### [Description of the task]
Your task is to transcribe the entries below exactly, from their first line down to the line containing "pub type Color = [u8; 3];", and to stop there.

### [Saved entries]
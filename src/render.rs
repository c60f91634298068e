use crate::bbox::{BBox, Ltrb};
use crate::error::Error;
use crate::store::TrackStore;
use crate::track::Track;

/// Integer pixel rectangle, inclusive corners, clamped to frame bounds.
#[derive(Debug, Clone, Copy, PartialEq, Eq)]
pub struct Rect {
    pub x1: i32,
    pub y1: i32,
    pub x2: i32,
    pub y2: i32,
}

/// BGR triple. Cosmetic only.
pub type Color = [u8; 3];

/// Fixed palette cycled by track id, so an id keeps its color for the
/// whole track lifetime.
pub const PALETTE: [Color; 27] = [
    [255, 127, 0],
    [127, 255, 0],
    [0, 255, 127],
    [0, 127, 255],
    [127, 0, 255],
    [255, 0, 127],
    [255, 255, 255],
    [127, 0, 127],
    [0, 127, 127],
    [127, 127, 0],
    [127, 0, 0],
    [127, 0, 0],
    [0, 127, 0],
    [127, 127, 127],
    [255, 0, 255],
    [0, 255, 255],
    [255, 255, 0],
    [0, 0, 255],
    [255, 0, 0],
    [0, 255, 0],
    [0, 0, 0],
    [255, 127, 255],
    [127, 255, 255],
    [255, 255, 127],
    [127, 127, 255],
    [255, 127, 127],
    [255, 127, 127],
];

#[inline]
pub fn color_for(id: u32) -> Color {
    PALETTE[id as usize % PALETTE.len()]
}

/// Blur/draw primitive collaborator (OpenCV-backed in production). One
/// painter per output frame; the blur strength is the collaborator's.
pub trait Painter {
    fn blur_region(&mut self, rect: Rect) -> Result<(), Error>;
    fn draw_labeled_rect(&mut self, rect: Rect, color: Color, label: &str) -> Result<(), Error>;
}

/// Redaction driver: reads the track store after association and
/// requests a blur plus an outline/label for each eligible track.
pub struct Redactor {
    dims: (u32, u32),
    max_absent: i32,
}

impl Redactor {
    pub fn new(dims: (u32, u32), max_absent: i32) -> Self {
        Self { dims, max_absent }
    }

    fn clamp(&self, bbox: &BBox<Ltrb>) -> Rect {
        let (w, h) = self.dims;

        Rect {
            x1: (bbox.left() as i32).max(0),
            y1: (bbox.top() as i32).max(0),
            x2: (bbox.right() as i32).min(w as i32 - 1),
            y2: (bbox.bottom() as i32).min(h as i32 - 1),
        }
    }

    // Matched tracks render on their fresh box when the frame had
    // detections; with no surviving detections every track still inside
    // the grace window renders on its stale box. Unmatched tracks in a
    // mixed frame render nothing.
    fn eligible(&self, track: &Track, detections_present: bool) -> bool {
        if track.retired {
            return false;
        }

        if detections_present {
            track.absent == 0
        } else {
            track.absent <= self.max_absent
        }
    }

    /// Render one frame's eligible tracks onto both output frames.
    /// Call after the association pass for the same frame.
    pub fn render_frame(
        &self,
        store: &TrackStore,
        detections_present: bool,
        annotated: &mut dyn Painter,
        blurred: &mut dyn Painter,
    ) -> Result<(), Error> {
        for track in store.iter() {
            if !self.eligible(track, detections_present) {
                continue;
            }

            let rect = self.clamp(&track.bbox);
            blurred.blur_region(rect)?;
            annotated.draw_labeled_rect(rect, color_for(track.id), &format!("ID: {}", track.id))?;
        }

        Ok(())
    }
}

### [Task result]
filename src/render.rs
repository c60f91634298068e
use crate::bbox::{BBox, Ltrb};
use crate::error::Error;
use crate::store::TrackStore;
use crate::track::Track;

/// Integer pixel rectangle, inclusive corners, clamped to frame bounds.
#[derive(Debug, Clone, Copy, PartialEq, Eq)]
pub struct Rect {
    pub x1: i32,
    pub y1: i32,
    pub x2: i32,
    pub y2: i32,
}

/// BGR triple. Cosmetic only.
pub type Color = [u8; 3];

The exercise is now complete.